Collected data entries:
++++++++++
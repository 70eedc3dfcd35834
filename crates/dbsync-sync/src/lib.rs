//! Direction-agnostic bulk copy between a server store and a local file.
//!
//! The pipeline runs strictly in order: connectivity probe, confirmation
//! gate, target preparation, auxiliary tables, export, import, sequence
//! reset, cleanup.

pub mod auxiliary;
pub mod confirm;
pub mod engine;
pub mod export;
pub mod import;
pub mod model;
pub mod prepare;
pub mod sequences;

pub use auxiliary::CacheConfig;
pub use confirm::{AssumeYes, CONFIRMATION_PHRASE, Confirm, PromptConfirm};
pub use engine::{ProbeReport, SyncEngine, SyncOutcome, check_connectivity, inspect_source};
pub use model::{
    DEFAULT_BATCH_SIZE, DEFAULT_MANIFEST_PATH, DEFAULT_VOLATILE_TABLES, RunStatus, SyncIssue,
    SyncOptions, SyncReport, TableReport,
};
++++++++++
• TASK DESCRIPTION: An exact copy of all the records is the only acceptable answer.

• COMPLETED EXERCISE:
repository 70eedc3dfcd35834
filename crates/dbsync-sync/src/lib.rs
//! Direction-agnostic bulk copy between a server store and a local file.
//!
//! The pipeline runs strictly in order: connectivity probe, confirmation
//! gate, target preparation, auxiliary tables, export, import, sequence
//! reset, cleanup.

pub mod auxiliary;
pub mod confirm;
pub mod engine;
pub mod export;
pub mod import;
pub mod model;
pub mod prepare;
pub mod sequences;

pub use auxiliary::CacheConfig;
pub use confirm::{AssumeYes, CONFIRMATION_PHRASE, Confirm, PromptConfirm};
pub use engine::{ProbeReport, SyncEngine, SyncOutcome, check_connectivity, inspect_source};
pub use model::{
    DEFAULT_BATCH_SIZE, DEFAULT_MANIFEST_PATH, DEFAULT_VOLATILE_TABLES, RunStatus, SyncIssue,
    SyncOptions, SyncReport, TableReport,
};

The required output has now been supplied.